Ces sections, ou provinces, furent au nombre de trois : l’Aquitaine, la Belgique, la Lugdunaise. Lugdunum (Lyon), ville de fondation récente, devint le siége des Gaules, à la place de la cité des Carnutes (Chartres), l’antique métropole nationale. Ce fut de la nouvelle capitale que partirent, ouvertes à toutes les forces et à toutes les concussions de l’empire, les grandes voies qui devaient couper la Gaule des Alpes au Rhin, à l’Océan, aux Pyrénées, et à la frontière narbonnienne.

Cependant les Gaulois, malgré tant de bouleversements, ou, pour mieux dire, à cause même de ces changements qui dérangeaient leurs espérances, acceptaient le joug des vainqueurs.

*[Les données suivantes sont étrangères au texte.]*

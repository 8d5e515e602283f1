//! The full analysis pipeline.
//!
//! raw input → date phrase (if the input is a date) → normalize → L1 →
//! engine → classification + fractal unfolding → [`AnalysisResult`].
//!
//! Failures come back as [`EncoderError::NoLetters`] or
//! [`EncoderError::OutOfRange`]; callers render them as a neutral
//! "no result" state via [`EncoderError::user_message`].

use crate::alphabet::{encode, first_letter_value};
use crate::classify::{
    classify_initial, cluster_by_w, fii, fii_bar, q_bar, q_total, resonance_pair,
    resonance_space, Cluster, FiiCategory, InitialImpulse, ResonancePair, ResonanceSpace,
};
use crate::config::EncoderConfig;
use crate::date::parse_date_phrase;
use crate::error::{EncoderError, Result};
use crate::fractal::{unfold, FractalPattern};
use crate::index::{Autopick, LibraryIndex};
use crate::metrics::{Encoding, Metrics};
use crate::report::round3;
use serde::Serialize;
use tracing::debug;

/// Appended to the cluster guidance for strongly negative FII.
pub const DESTABILIZATION_WARNING: &str =
    "Повышенная дестабилизация поля — использовать с осторожностью.";

/// Service code used when no library neighborhood matches a profile.
pub const PROFILE_FALLBACK_L1: u32 = 1000;

/// Maximum number of valid tokens analysed by [`analyze_phrase`].
pub const PHRASE_LIMIT: usize = 5000;

/// How a result was produced.
#[derive(Clone, Debug, PartialEq, Serialize)]
pub enum AnalysisMode {
    /// Full pipeline from a word or date.
    Word,
    /// Built from given metrics; L1/L2C are service codes only.
    Profile { autopick: Option<Autopick> },
}

/// One computed report. Ephemeral; see [`crate::report`] for export.
#[derive(Clone, Debug, PartialEq, Serialize)]
pub struct AnalysisResult {
    pub input: String,
    /// The date phrase when the input was a date, else the input itself.
    pub phrase_used: String,
    pub normalized: String,
    pub l1: u32,
    pub l2c: u32,
    pub metrics: Metrics,
    pub q: f64,
    pub fii: f64,
    pub cluster: Cluster,
    pub resonance: ResonancePair,
    pub space: ResonanceSpace,
    /// `None` in profile mode.
    pub fractal: Option<FractalPattern>,
    pub first_letter: Option<char>,
    pub first_value: Option<u32>,
    pub impulse: InitialImpulse,
    /// Φ alignment supplied with a profile.
    pub phi_align: Option<f64>,
    pub mode: AnalysisMode,
}

impl AnalysisResult {
    pub fn fii_category(&self) -> FiiCategory {
        FiiCategory::from_fii(self.fii)
    }

    pub fn q_bar(&self) -> String {
        q_bar(self.q)
    }

    pub fn fii_bar(&self) -> String {
        fii_bar(self.fii)
    }

    /// Cluster guidance, with the destabilization warning when FII ≤ −6.
    pub fn guidance(&self) -> String {
        let mut text = self.cluster.guidance().to_string();
        if self.fii <= -6.0 {
            text.push(' ');
            text.push_str(DESTABILIZATION_WARNING);
        }
        text
    }

    pub fn is_profile(&self) -> bool {
        matches!(self.mode, AnalysisMode::Profile { .. })
    }
}

/// Run the full pipeline on one word, phrase or date.
///
/// # Examples
///
/// ```
/// use kryon_encoder::analysis::analyze_word;
/// use kryon_encoder::config::EncoderConfig;
///
/// let cfg = EncoderConfig::default();
/// let res = analyze_word("Гармония", &cfg).unwrap();
/// assert_eq!(res.normalized, "ГАРМОНИЯ");
/// assert!((0.0..=1.0).contains(&res.metrics.z));
/// assert!(analyze_word("42!", &cfg).is_err());
/// ```
pub fn analyze_word(raw: &str, config: &EncoderConfig) -> Result<AnalysisResult> {
    let phrase_used = match parse_date_phrase(raw) {
        Some((phrase, stamp)) => {
            debug!(%stamp, "input recognised as a date");
            phrase
        }
        None => raw.to_string(),
    };
    let (normalized, l1) = encode(&phrase_used)?;
    let enc = Encoding::compute(i64::from(l1), config)?;
    let m = enc.metrics;
    let q = q_total(m.z, m.c, m.hm);
    let fii = fii(m.z, q, m.c, m.hm);
    let first = first_letter_value(&normalized);

    Ok(AnalysisResult {
        input: raw.to_string(),
        phrase_used,
        l1: enc.l1,
        l2c: enc.l2c(),
        metrics: m,
        q,
        fii,
        cluster: cluster_by_w(m.w),
        resonance: resonance_pair(m.w, config.resonator_threshold),
        space: resonance_space(m.w),
        fractal: Some(unfold(i64::from(enc.l1), config)),
        first_letter: first.map(|(ch, _)| ch),
        first_value: first.map(|(_, v)| v),
        impulse: classify_initial(first.map(|(_, v)| v)),
        phi_align: None,
        mode: AnalysisMode::Word,
        normalized,
    })
}

/// An integral profile supplied directly as metrics.
#[derive(Clone, Copy, Debug, PartialEq)]
pub struct Profile {
    pub w: f64,
    pub c: f64,
    pub hm: f64,
    pub z: f64,
    pub phi: Option<f64>,
}

/// Build a result from given metrics without L1 unfolding.
///
/// Service codes come from the library's W-neighborhood when `index` has
/// one, else L1 = 1000 and L2C = round(W·1000).
pub fn analyze_profile(
    label: &str,
    profile: Profile,
    index: Option<&LibraryIndex>,
    config: &EncoderConfig,
) -> AnalysisResult {
    let autopick = index.and_then(|idx| idx.autopick(profile.w));
    let (l1, l2c) = match &autopick {
        Some(pick) => (pick.l1, pick.l2c),
        None => {
            let synth = (profile.w * f64::from(PROFILE_FALLBACK_L1))
                .round_ties_even()
                .max(0.0);
            (PROFILE_FALLBACK_L1, synth as u32)
        }
    };
    debug!(l1, l2c, picked = autopick.is_some(), "profile service codes");

    let q = q_total(profile.z, profile.c, profile.hm);
    let fii = fii(profile.z, q, profile.c, profile.hm);
    AnalysisResult {
        input: label.to_string(),
        phrase_used: label.to_string(),
        normalized: label.to_string(),
        l1,
        l2c,
        metrics: Metrics {
            w: profile.w,
            c: profile.c,
            hm: profile.hm,
            z: profile.z,
        },
        q,
        fii,
        cluster: cluster_by_w(profile.w),
        resonance: resonance_pair(profile.w, config.resonator_threshold),
        space: resonance_space(profile.w),
        fractal: None,
        first_letter: None,
        first_value: None,
        impulse: classify_initial(None),
        phi_align: profile.phi,
        mode: AnalysisMode::Profile { autopick },
    }
}

/// One row of a phrase analysis; metrics rounded to 3 decimals.
#[derive(Clone, Debug, PartialEq, Serialize)]
pub struct PhraseItem {
    pub word: String,
    pub phrase_used: String,
    #[serde(rename = "L1")]
    pub l1: u32,
    #[serde(rename = "L2C")]
    pub l2c: u32,
    #[serde(rename = "W")]
    pub w: f64,
    #[serde(rename = "C")]
    pub c: f64,
    #[serde(rename = "Hm")]
    pub hm: f64,
    #[serde(rename = "Z")]
    pub z: f64,
}

#[derive(Clone, Debug, Default, PartialEq, Serialize)]
pub struct PhraseAnalysis {
    pub words: Vec<PhraseItem>,
    /// Set once the token limit was reached.
    pub truncated: bool,
    pub mean_w: Option<f64>,
    pub mean_z: Option<f64>,
}

fn split_tokens(text: &str) -> impl Iterator<Item = &str> {
    text.split(|c: char| c.is_whitespace() || c == ',' || c == ';')
        .filter(|t| !t.is_empty())
}

/// Analyse every whitespace, `,` or `;` separated token. Tokens without a
/// result are skipped; at most [`PHRASE_LIMIT`] valid tokens are kept.
pub fn analyze_phrase(text: &str, config: &EncoderConfig) -> PhraseAnalysis {
    let mut words = Vec::new();
    for token in split_tokens(text) {
        if words.len() >= PHRASE_LIMIT {
            break;
        }
        match analyze_word(token, config) {
            Ok(res) => words.push(PhraseItem {
                word: res.normalized,
                phrase_used: res.phrase_used,
                l1: res.l1,
                l2c: res.l2c,
                w: round3(res.metrics.w),
                c: round3(res.metrics.c),
                hm: round3(res.metrics.hm),
                z: round3(res.metrics.z),
            }),
            Err(err) => debug!(token, "token skipped: {err}"),
        }
    }

    let mean = |f: fn(&PhraseItem) -> f64| {
        (!words.is_empty()).then(|| words.iter().map(f).sum::<f64>() / words.len() as f64)
    };
    PhraseAnalysis {
        truncated: words.len() >= PHRASE_LIMIT,
        mean_w: mean(|i| i.w),
        mean_z: mean(|i| i.z),
        words,
    }
}

/// Convenience for callers that only need the error kind.
pub fn is_no_result(err: &EncoderError) -> bool {
    matches!(
        err,
        EncoderError::NoLetters | EncoderError::OutOfRange { .. } | EncoderError::DivisionUndefined
    )
}

#[cfg(test)]
mod tests {
    use super::*;
    use crate::fractal::MAX_STEPS;

    #[test]
    fn date_input_uses_phrase() {
        let cfg = EncoderConfig::default();
        let res = analyze_word("21.06.1992", &cfg).unwrap();
        assert_ne!(res.phrase_used, "21.06.1992");
        assert!(!res.normalized.is_empty());
        assert_eq!(res.input, "21.06.1992");
    }

    #[test]
    fn word_result_is_complete() {
        let cfg = EncoderConfig::default();
        let res = analyze_word("мир", &cfg).unwrap();
        // М14 И10 Р18
        assert_eq!(res.l1, 42);
        assert_eq!(res.first_letter, Some('М'));
        assert_eq!(res.first_value, Some(14));
        assert_eq!(res.fractal.as_ref().map(|f| f.w_values.len()), Some(MAX_STEPS));
        assert!(!res.is_profile());
        assert!((res.q - (res.metrics.z + res.metrics.c + res.metrics.hm) / 3.0).abs() < 1e-12);
    }

    #[test]
    fn no_letters_is_an_error_not_a_panic() {
        let cfg = EncoderConfig::default();
        let err = analyze_word("  123 ", &cfg).unwrap_err();
        assert!(matches!(err, EncoderError::NoLetters));
        assert!(is_no_result(&err));
    }

    #[test]
    fn guidance_warns_on_destructive_fii() {
        let cfg = EncoderConfig::default();
        let mut res = analyze_word("мир", &cfg).unwrap();
        res.fii = -7.0;
        assert!(res.guidance().ends_with(DESTABILIZATION_WARNING));
        res.fii = -5.0;
        assert!(!res.guidance().contains(DESTABILIZATION_WARNING));
    }

    #[test]
    fn profile_without_library_synthesises_codes() {
        let cfg = EncoderConfig::default();
        let profile = Profile {
            w: 1.8125,
            c: 0.9,
            hm: 0.8,
            z: 0.7,
            phi: Some(0.5),
        };
        let res = analyze_profile("профиль", profile, None, &cfg);
        assert_eq!(res.l1, PROFILE_FALLBACK_L1);
        assert_eq!(res.l2c, 1812);
        assert!(res.fractal.is_none());
        assert_eq!(res.mode, AnalysisMode::Profile { autopick: None });
        assert_eq!(res.impulse, classify_initial(None));
        assert_eq!(res.cluster, Cluster::E);
    }

    #[test]
    fn phrase_skips_garbage_and_averages() {
        let cfg = EncoderConfig::default();
        let res = analyze_phrase("мир, 123; свет  ,,", &cfg);
        assert_eq!(res.words.len(), 2);
        assert!(!res.truncated);
        let mean_w = (res.words[0].w + res.words[1].w) / 2.0;
        assert_eq!(res.mean_w, Some(mean_w));
        assert!(analyze_phrase(" ;; ", &cfg).mean_z.is_none());
    }
}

L’esprit national s’agitait encore sous l’empire des enseignements druidiques. Auguste, en politique consommé, comprit qu’il fallait ruiner les mœurs publiques pour arriver à modifier profondément le génie de cette indomptable nation qui, jusque-là, avait placé au premier rang les vertus guerrières. Rien ne fut épargné pour parvenir à ce but d’un maître absolu qui veut assurer le repos de son règne. Le prince résolu de détruire sourdement l’antique croyance dans laquelle, suivant Jules César, les Gaulois puisaient à la fois l’amour de la patrie et le bouillant courage qui les précipitait même dans les résistances impossibles. Sous le prétexte spécieux de mettre un terme à des coutumes barbares, l’empereur frappa d’interdiction certaines pratiques du culte druidique. Ô la rare humanité de ces maîtres du monde ! Ils protestaient contre les sacrifices humains ! Ils ne voulaient pas que le prêtre des druides immolât sur l’autel de son Dieu les coupables que la loi eût frappés à défaut du prêtre ! L’effusion du sang de quelques vils scélérats faisait horreur à l’homme du triumvirat, au bourreau qui avait ordonné de sang-froïd le meurtre des plus illustres citoyens de Rome !

À la fin, l’univers indifférent apprend que son maître vient de mourir, après avoir demandé aux amis rassemblés autour de son lit de mort s’il n’avait pas bien joué le mime de la vie ! Un comédien non moins habile le remplace sur le théâtre du monde, et, pendant neuf années, il s’y fait applaudir avec le même succès.

Les premières années du règne de Tibère ne semblèrent pas présa-

  1. Passim.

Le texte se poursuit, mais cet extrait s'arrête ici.